### About this exercise
Collect every line below that contains the word "PageParams".

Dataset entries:
+ + +

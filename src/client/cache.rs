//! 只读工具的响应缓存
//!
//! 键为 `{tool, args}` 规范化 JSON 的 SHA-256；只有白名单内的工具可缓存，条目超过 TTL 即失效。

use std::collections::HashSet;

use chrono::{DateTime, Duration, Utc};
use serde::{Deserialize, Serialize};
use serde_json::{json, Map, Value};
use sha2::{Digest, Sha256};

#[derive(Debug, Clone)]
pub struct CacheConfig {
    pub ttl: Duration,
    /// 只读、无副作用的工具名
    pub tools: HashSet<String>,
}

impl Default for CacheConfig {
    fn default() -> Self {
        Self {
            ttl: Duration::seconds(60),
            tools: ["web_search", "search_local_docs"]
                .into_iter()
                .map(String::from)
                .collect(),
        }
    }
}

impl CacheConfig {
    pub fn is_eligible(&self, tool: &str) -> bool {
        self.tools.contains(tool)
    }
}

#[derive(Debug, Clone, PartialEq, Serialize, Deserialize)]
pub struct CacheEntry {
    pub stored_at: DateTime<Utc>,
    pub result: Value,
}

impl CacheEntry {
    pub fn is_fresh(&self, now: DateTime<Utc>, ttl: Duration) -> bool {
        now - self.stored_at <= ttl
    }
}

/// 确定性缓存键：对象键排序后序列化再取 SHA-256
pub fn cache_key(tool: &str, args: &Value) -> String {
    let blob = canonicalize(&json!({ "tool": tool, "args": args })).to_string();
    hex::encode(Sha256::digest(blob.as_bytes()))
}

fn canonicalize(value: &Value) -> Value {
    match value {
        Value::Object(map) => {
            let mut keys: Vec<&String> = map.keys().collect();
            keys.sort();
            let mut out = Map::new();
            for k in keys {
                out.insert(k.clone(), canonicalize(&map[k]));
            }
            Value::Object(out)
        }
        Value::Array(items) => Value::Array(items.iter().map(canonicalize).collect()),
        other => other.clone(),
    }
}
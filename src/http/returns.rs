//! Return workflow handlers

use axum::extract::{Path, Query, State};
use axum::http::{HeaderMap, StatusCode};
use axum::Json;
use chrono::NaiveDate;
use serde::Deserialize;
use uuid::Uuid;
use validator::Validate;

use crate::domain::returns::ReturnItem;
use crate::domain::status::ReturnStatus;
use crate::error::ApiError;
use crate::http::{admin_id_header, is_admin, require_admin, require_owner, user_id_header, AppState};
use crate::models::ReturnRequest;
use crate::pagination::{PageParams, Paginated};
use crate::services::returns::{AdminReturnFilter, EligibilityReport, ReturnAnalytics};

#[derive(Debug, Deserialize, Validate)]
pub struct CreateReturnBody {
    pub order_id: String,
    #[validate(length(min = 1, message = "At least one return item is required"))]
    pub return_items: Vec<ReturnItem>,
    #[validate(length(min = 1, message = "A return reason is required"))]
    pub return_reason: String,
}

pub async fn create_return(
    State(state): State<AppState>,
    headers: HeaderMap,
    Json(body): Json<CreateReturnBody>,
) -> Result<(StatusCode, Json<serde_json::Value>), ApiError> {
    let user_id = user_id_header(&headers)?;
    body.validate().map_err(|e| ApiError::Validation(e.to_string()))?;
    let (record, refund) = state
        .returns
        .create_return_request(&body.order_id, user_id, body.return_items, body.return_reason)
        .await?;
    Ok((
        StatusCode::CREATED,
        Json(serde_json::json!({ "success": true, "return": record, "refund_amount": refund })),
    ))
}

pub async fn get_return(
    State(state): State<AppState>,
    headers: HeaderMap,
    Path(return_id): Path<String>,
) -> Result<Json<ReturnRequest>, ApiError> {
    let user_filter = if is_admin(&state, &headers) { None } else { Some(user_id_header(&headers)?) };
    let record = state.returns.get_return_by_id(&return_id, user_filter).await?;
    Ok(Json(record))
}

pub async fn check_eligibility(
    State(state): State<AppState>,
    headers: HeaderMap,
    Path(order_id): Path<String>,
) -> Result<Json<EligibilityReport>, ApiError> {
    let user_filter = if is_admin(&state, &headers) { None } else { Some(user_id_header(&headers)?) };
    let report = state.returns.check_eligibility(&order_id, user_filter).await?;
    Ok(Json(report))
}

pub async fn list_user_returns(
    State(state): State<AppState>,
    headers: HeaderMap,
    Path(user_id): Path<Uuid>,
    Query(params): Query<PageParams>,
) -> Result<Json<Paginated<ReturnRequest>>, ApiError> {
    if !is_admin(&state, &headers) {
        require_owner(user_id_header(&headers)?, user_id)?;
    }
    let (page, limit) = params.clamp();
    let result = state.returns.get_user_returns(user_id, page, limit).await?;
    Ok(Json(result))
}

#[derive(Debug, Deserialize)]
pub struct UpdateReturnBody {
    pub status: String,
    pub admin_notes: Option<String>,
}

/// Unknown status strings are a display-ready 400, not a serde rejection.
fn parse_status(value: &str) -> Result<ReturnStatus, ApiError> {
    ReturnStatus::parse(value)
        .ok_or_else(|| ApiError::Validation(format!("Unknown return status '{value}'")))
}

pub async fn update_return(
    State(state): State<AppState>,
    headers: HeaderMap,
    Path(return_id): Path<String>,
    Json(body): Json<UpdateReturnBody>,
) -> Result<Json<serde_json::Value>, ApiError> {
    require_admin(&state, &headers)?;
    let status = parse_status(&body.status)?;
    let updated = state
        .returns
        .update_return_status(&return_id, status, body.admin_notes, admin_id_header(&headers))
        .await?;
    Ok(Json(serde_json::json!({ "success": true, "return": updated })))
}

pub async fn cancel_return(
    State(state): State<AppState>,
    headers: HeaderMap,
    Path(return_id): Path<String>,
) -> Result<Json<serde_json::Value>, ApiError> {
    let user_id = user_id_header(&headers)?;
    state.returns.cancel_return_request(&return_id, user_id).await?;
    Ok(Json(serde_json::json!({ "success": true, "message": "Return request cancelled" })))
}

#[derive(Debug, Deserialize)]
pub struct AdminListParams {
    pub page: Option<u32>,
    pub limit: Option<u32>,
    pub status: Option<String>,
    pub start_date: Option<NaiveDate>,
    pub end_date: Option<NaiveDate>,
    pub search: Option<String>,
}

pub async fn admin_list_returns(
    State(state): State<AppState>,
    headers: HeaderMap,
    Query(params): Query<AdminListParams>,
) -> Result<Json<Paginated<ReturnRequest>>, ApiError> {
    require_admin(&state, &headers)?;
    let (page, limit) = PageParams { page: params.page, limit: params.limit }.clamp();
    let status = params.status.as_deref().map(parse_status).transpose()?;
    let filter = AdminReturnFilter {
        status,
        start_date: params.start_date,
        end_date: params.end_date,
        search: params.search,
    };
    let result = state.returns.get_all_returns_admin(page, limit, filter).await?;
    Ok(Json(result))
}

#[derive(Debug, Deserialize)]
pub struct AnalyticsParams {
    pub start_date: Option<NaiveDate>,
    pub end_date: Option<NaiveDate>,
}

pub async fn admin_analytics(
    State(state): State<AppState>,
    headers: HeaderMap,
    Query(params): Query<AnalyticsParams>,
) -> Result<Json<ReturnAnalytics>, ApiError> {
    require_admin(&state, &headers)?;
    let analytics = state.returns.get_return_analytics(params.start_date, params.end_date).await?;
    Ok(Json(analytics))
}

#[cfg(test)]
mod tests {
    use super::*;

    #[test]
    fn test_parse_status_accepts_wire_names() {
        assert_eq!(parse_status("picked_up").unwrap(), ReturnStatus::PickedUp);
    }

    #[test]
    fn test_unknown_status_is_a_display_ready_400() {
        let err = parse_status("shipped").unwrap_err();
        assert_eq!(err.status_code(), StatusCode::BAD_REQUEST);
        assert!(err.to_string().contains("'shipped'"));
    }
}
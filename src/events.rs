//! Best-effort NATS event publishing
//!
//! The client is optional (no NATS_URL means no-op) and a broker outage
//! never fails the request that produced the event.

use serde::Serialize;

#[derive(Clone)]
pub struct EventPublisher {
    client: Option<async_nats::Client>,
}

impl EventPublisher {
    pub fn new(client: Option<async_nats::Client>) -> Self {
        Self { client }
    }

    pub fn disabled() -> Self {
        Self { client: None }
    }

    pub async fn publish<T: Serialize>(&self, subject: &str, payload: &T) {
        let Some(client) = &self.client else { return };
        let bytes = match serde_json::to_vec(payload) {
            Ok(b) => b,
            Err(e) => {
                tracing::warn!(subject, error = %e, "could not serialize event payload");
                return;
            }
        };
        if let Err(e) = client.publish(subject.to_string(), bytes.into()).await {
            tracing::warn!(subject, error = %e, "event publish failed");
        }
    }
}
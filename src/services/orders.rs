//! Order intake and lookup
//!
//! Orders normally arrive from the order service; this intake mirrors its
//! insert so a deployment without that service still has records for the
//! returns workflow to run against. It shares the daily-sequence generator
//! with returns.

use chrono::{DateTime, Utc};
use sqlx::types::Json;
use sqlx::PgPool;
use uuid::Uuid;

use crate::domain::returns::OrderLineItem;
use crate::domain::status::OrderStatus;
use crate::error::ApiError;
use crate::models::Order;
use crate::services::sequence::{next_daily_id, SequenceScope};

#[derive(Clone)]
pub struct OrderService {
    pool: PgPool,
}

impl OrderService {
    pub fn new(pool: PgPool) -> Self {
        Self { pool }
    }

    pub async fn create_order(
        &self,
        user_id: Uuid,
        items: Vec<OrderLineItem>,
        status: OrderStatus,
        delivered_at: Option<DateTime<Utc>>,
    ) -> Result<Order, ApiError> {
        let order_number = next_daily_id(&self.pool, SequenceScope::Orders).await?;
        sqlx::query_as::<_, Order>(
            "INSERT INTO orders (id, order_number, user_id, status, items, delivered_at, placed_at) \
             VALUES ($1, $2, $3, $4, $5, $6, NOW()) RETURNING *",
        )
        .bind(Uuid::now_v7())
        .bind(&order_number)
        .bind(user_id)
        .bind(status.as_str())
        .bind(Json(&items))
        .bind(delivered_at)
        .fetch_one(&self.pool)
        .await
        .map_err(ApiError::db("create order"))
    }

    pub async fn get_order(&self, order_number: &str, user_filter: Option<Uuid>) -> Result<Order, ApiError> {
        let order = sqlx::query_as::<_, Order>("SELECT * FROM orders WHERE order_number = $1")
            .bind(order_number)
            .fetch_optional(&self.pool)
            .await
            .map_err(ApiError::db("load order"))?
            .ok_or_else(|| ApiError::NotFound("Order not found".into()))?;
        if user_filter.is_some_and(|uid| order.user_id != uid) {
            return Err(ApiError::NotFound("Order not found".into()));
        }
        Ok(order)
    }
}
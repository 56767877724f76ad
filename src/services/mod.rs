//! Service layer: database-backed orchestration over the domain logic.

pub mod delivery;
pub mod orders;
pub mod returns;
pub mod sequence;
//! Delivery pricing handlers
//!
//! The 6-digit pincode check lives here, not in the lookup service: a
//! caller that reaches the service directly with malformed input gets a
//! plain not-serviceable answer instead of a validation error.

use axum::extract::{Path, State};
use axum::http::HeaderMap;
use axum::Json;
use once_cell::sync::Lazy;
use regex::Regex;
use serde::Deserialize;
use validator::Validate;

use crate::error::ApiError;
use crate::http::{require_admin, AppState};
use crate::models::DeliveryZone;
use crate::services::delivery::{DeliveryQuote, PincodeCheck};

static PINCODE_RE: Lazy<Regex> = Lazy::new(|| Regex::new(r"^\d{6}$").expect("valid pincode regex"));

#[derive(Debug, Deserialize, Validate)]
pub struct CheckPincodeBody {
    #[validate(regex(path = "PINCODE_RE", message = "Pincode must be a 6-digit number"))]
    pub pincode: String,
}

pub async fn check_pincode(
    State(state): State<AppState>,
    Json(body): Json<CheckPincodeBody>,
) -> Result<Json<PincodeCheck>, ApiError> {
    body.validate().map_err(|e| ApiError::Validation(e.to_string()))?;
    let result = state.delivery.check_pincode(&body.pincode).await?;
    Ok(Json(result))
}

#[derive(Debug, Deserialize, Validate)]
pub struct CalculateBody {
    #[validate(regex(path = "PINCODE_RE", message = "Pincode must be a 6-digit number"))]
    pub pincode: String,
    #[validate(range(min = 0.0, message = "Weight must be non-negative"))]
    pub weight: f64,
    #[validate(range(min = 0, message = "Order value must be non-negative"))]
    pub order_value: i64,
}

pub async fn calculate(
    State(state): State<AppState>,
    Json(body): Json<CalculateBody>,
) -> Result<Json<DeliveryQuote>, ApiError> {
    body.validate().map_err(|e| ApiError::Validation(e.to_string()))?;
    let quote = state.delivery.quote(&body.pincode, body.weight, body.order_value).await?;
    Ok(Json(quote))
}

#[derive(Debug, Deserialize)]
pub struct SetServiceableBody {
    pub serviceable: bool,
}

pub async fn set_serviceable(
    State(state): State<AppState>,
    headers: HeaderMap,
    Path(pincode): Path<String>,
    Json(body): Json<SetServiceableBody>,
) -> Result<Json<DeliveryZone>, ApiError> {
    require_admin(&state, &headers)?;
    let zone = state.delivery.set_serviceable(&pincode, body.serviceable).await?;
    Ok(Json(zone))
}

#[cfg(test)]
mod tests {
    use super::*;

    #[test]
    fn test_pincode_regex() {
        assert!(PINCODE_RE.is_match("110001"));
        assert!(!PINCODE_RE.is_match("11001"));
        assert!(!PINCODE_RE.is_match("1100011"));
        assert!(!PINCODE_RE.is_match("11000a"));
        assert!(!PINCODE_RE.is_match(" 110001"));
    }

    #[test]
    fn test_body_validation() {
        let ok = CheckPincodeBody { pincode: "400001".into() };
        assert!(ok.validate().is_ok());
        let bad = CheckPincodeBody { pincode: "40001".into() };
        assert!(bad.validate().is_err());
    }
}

+ + +

### Answer section
use crate::pagination::{PageParams, Paginated};
    Query(params): Query<PageParams>,
    let (page, limit) = PageParams { page: params.page, limit: params.limit }.clamp();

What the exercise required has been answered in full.